> _Task to complete_:
Every line holding "events" should be copied from the records below.

> _Raw data_:

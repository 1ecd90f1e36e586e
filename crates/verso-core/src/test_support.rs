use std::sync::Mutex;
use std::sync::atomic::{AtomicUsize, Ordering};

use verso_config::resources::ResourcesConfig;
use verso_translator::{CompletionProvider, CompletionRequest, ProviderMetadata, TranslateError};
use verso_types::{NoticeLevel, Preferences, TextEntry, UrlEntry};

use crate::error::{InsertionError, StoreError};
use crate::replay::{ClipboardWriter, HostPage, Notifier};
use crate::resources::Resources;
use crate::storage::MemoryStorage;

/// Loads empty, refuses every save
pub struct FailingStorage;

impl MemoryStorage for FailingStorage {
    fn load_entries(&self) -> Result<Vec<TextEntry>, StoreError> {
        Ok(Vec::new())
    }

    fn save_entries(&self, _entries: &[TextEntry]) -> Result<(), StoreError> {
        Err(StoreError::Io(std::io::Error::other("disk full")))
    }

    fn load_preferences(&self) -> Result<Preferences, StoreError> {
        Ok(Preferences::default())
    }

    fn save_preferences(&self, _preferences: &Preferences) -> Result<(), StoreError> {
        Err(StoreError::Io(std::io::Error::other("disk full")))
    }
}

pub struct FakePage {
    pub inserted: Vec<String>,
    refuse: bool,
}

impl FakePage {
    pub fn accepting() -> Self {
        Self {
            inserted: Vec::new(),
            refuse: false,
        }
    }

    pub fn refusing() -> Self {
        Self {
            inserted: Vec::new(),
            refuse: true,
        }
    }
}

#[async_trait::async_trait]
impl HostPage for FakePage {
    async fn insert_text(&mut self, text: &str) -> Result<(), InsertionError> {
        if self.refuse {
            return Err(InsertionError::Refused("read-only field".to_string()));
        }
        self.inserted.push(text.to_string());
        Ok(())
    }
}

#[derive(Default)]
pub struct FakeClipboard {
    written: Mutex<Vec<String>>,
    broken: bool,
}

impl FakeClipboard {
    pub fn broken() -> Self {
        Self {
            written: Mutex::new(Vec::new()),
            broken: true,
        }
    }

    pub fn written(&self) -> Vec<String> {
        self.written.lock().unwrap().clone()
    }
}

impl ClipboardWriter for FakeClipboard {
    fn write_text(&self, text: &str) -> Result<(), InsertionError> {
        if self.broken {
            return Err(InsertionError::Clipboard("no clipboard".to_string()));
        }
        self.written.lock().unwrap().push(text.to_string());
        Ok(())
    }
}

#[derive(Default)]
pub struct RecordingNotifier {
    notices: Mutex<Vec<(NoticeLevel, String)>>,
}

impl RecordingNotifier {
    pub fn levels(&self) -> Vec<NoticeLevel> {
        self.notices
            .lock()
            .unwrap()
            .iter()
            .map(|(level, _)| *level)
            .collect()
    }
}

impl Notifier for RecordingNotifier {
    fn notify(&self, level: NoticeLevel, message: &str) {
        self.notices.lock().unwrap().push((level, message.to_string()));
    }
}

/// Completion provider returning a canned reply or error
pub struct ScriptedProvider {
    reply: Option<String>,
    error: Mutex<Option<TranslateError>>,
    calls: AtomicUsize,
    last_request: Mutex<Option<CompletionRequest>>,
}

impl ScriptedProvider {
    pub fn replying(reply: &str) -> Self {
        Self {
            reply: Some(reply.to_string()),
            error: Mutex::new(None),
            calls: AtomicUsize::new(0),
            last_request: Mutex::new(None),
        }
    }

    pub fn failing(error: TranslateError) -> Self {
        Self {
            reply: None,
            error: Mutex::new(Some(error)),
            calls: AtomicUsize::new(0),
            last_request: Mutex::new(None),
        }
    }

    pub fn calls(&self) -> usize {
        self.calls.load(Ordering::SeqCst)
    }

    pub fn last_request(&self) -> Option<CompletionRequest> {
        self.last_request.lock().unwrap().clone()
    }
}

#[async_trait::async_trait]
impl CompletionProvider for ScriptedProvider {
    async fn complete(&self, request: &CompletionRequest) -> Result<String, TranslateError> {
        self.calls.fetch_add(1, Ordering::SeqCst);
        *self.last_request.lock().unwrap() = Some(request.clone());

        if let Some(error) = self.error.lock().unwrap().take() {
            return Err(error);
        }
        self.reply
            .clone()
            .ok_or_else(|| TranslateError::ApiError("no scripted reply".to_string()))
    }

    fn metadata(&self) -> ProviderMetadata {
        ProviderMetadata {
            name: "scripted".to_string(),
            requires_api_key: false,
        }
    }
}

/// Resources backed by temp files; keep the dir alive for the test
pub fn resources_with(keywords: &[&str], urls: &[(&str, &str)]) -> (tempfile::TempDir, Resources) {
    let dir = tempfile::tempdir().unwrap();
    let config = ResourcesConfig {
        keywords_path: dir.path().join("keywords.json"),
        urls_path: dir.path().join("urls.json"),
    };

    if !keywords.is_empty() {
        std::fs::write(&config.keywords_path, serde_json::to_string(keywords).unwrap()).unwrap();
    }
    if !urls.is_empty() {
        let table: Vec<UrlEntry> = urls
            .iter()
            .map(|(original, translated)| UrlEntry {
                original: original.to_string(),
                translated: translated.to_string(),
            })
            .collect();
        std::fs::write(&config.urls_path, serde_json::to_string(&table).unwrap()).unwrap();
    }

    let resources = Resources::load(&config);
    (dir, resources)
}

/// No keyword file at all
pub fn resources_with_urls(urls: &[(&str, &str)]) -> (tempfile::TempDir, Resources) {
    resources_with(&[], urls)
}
---
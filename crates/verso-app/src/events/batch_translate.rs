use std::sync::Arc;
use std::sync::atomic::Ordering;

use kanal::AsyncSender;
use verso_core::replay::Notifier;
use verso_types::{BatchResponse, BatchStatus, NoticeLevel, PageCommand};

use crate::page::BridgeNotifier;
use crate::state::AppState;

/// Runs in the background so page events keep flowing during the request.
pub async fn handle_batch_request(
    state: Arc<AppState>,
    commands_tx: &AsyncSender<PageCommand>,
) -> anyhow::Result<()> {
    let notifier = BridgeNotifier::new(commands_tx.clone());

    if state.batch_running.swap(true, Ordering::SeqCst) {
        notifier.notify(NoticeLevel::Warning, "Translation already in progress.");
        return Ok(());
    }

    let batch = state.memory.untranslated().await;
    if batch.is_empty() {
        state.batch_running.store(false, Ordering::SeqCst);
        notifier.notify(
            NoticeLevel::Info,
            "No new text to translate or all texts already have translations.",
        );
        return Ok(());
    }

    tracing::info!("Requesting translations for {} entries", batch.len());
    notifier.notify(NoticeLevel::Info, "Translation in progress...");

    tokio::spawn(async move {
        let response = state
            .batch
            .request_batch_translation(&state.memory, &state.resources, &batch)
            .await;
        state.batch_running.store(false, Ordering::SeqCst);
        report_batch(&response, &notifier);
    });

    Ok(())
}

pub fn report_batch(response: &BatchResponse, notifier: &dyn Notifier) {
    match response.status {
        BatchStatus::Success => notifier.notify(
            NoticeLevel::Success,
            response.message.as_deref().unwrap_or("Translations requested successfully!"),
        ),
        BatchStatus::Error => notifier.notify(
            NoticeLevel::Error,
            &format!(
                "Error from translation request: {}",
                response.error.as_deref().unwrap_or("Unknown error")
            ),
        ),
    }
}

> _Expected answer_:
filename crates/verso-app/src/events/batch_translate.rs
/// Runs in the background so page events keep flowing during the request.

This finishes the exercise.